** Opening DATASET RECORDS block **

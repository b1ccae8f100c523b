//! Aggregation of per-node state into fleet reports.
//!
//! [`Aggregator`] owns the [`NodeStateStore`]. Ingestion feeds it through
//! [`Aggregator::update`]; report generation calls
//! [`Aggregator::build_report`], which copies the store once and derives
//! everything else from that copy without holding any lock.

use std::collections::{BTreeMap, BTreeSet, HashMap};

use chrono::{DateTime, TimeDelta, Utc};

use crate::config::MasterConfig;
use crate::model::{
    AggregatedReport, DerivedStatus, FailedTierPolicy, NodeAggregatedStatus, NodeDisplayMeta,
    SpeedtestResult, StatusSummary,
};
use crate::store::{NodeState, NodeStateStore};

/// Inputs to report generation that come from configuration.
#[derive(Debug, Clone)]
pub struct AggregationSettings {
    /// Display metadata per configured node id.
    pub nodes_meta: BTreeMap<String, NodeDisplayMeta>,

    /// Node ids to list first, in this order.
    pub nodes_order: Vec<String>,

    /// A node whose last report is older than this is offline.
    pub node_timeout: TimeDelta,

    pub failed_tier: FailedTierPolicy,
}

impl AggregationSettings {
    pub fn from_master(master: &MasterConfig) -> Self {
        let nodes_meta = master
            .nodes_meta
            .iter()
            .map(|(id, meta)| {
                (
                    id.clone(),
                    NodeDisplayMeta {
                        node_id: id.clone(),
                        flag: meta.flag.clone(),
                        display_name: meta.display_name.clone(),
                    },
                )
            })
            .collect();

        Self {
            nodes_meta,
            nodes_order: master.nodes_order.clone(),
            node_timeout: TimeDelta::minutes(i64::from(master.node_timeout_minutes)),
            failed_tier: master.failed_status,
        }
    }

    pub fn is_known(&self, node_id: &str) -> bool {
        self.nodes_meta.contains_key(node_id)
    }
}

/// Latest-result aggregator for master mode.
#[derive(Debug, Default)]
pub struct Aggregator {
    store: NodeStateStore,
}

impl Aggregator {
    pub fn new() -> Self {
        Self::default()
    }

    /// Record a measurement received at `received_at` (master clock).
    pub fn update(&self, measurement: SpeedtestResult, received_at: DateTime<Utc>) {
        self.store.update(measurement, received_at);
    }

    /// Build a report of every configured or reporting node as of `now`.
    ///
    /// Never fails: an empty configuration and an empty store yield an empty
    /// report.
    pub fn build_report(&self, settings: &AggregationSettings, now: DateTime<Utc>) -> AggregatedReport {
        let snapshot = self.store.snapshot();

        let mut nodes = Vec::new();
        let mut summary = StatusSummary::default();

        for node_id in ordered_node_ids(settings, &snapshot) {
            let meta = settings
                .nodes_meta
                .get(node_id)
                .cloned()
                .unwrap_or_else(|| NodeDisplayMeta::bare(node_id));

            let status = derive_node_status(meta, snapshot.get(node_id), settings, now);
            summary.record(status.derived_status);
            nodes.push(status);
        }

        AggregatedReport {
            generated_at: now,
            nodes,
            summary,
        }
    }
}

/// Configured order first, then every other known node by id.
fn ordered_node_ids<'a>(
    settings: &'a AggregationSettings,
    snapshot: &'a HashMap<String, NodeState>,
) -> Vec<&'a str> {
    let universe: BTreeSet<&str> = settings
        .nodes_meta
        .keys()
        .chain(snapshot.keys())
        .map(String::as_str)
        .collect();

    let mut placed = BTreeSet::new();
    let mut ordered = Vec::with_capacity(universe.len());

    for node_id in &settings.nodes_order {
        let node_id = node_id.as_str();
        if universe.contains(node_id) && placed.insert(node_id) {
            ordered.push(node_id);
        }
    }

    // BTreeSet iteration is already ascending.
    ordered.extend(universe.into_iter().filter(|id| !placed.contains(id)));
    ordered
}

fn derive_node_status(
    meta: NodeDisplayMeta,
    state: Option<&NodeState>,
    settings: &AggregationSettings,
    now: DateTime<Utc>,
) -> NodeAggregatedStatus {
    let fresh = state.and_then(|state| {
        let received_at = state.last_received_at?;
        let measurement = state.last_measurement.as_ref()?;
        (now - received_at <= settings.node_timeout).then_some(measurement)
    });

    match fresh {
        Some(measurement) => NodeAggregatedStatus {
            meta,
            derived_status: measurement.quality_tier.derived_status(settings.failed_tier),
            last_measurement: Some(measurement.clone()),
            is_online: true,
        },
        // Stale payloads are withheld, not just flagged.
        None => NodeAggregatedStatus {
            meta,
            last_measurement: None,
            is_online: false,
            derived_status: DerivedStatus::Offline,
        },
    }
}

** Closing DATASET RECORDS block **

WHAT NEEDS TO BE DONE
Copy each line of the data that contains the word "push".

TASK RESULT
            nodes.push(status);
            ordered.push(node_id);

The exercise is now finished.